use regex::{NoExpand, Regex, RegexBuilder};
use serde::{Deserialize, Serialize};

use crate::{
    error::SimplifierError,
    helper::{normalize_punctuation, punctuation_rewrites, split_sentences, trim_blank},
    table::{ReplacementEntry, ReplacementTable},
};

/// How often one rule fired during a run.
#[derive(Debug, Clone, PartialEq, Eq, Serialize, Deserialize)]
pub struct RuleHits {
    /// Complex word of the rule.
    pub complex: String,
    /// Replacement inserted.
    pub simple: String,
    /// Number of occurrences replaced.
    pub count: usize,
}

/// Output of a run along with what changed.
#[derive(Debug, Clone, PartialEq, Eq, Serialize, Deserialize)]
pub struct SimplifyReport {
    /// Simplified text, identical to [`Simplifier::simplify`].
    pub output: String,
    /// Sentence elements kept after splitting (delimiter runs included).
    pub sentences: usize,
    /// Number of `;`/`:` rewritten as `.`.
    pub punctuation_rewrites: usize,
    /// Rules that fired at least once, in table order.
    pub replacements: Vec<RuleHits>,
}

impl SimplifyReport {
    /// Total number of word replacements.
    #[must_use]
    pub fn total_replacements(&self) -> usize {
        self.replacements.iter().map(|hits| hits.count).sum()
    }
}

#[derive(Debug, Clone)]
struct WordRule {
    entry: ReplacementEntry,
    pattern: Regex,
}

impl WordRule {
    fn compile(entry: &ReplacementEntry) -> Result<Self, SimplifierError> {
        // ASCII word boundaries and ASCII case folding only.
        let pattern = RegexBuilder::new(&format!(r"\b{}\b", regex::escape(&entry.complex)))
            .case_insensitive(true)
            .unicode(false)
            .build()?;
        Ok(Self {
            entry: entry.clone(),
            pattern,
        })
    }
}

/// Compiled simplification pipeline over a replacement table.
///
/// Immutable once built; share it freely between threads.
#[derive(Debug, Clone)]
pub struct Simplifier {
    table: ReplacementTable,
    rules: Vec<WordRule>,
}

impl Simplifier {
    /// Compiles one word-boundary rule per table entry, keeping table order.
    pub fn from_table(table: ReplacementTable) -> Result<Self, SimplifierError> {
        let rules = table
            .iter()
            .map(WordRule::compile)
            .collect::<Result<Vec<_>, _>>()?;
        tracing::debug!(rules = rules.len(), "compiled replacement rules");
        Ok(Self { table, rules })
    }

    /// Simplifier over the built-in table.
    #[must_use]
    pub fn builtin() -> Self {
        Self::from_table(ReplacementTable::builtin())
            .expect("built-in replacement words are plain ASCII")
    }

    /// Table the rules were compiled from.
    #[must_use]
    pub const fn table(&self) -> &ReplacementTable {
        &self.table
    }

    /// Simplifies `text`.
    #[must_use]
    pub fn simplify(&self, text: &str) -> String {
        self.run(text, None)
    }

    /// Simplifies `text` and reports what changed.
    #[must_use]
    pub fn simplify_with_report(&self, text: &str) -> SimplifyReport {
        let mut tally = Tally {
            sentences: 0,
            punctuation_rewrites: 0,
            hits: vec![0; self.rules.len()],
        };
        let output = self.run(text, Some(&mut tally));
        let replacements = self
            .rules
            .iter()
            .zip(tally.hits)
            .filter(|(_, count)| *count > 0)
            .map(|(rule, count)| RuleHits {
                complex: rule.entry.complex.clone(),
                simple: rule.entry.simple.clone(),
                count,
            })
            .collect();
        SimplifyReport {
            output,
            sentences: tally.sentences,
            punctuation_rewrites: tally.punctuation_rewrites,
            replacements,
        }
    }

    fn run(&self, text: &str, mut tally: Option<&mut Tally>) -> String {
        if trim_blank(text).is_empty() {
            return String::new();
        }
        let sentences = split_sentences(text);
        let mut rewritten = Vec::with_capacity(sentences.len());
        for sentence in &sentences {
            if let Some(tally) = tally.as_deref_mut() {
                tally.punctuation_rewrites += punctuation_rewrites(sentence);
            }
            let mut current = normalize_punctuation(sentence);
            for (idx, rule) in self.rules.iter().enumerate() {
                let count = rule.pattern.find_iter(&current).count();
                if count == 0 {
                    continue;
                }
                current = rule
                    .pattern
                    .replace_all(&current, NoExpand(&rule.entry.simple))
                    .into_owned();
                if let Some(tally) = tally.as_deref_mut() {
                    tally.hits[idx] += count;
                }
            }
            rewritten.push(current);
        }
        if let Some(tally) = tally {
            tally.sentences = sentences.len();
        }
        trim_blank(&rewritten.join(" ")).to_string()
    }
}

impl Default for Simplifier {
    fn default() -> Self {
        Self::builtin()
    }
}

struct Tally {
    sentences: usize,
    punctuation_rewrites: usize,
    hits: Vec<usize>,
}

◆ **Task instructions**
Check each line above for the word "changed", and copy the lines where it appears.

◆ **Answer box**
/// Output of a run along with what changed.
    /// Simplifies `text` and reports what changed.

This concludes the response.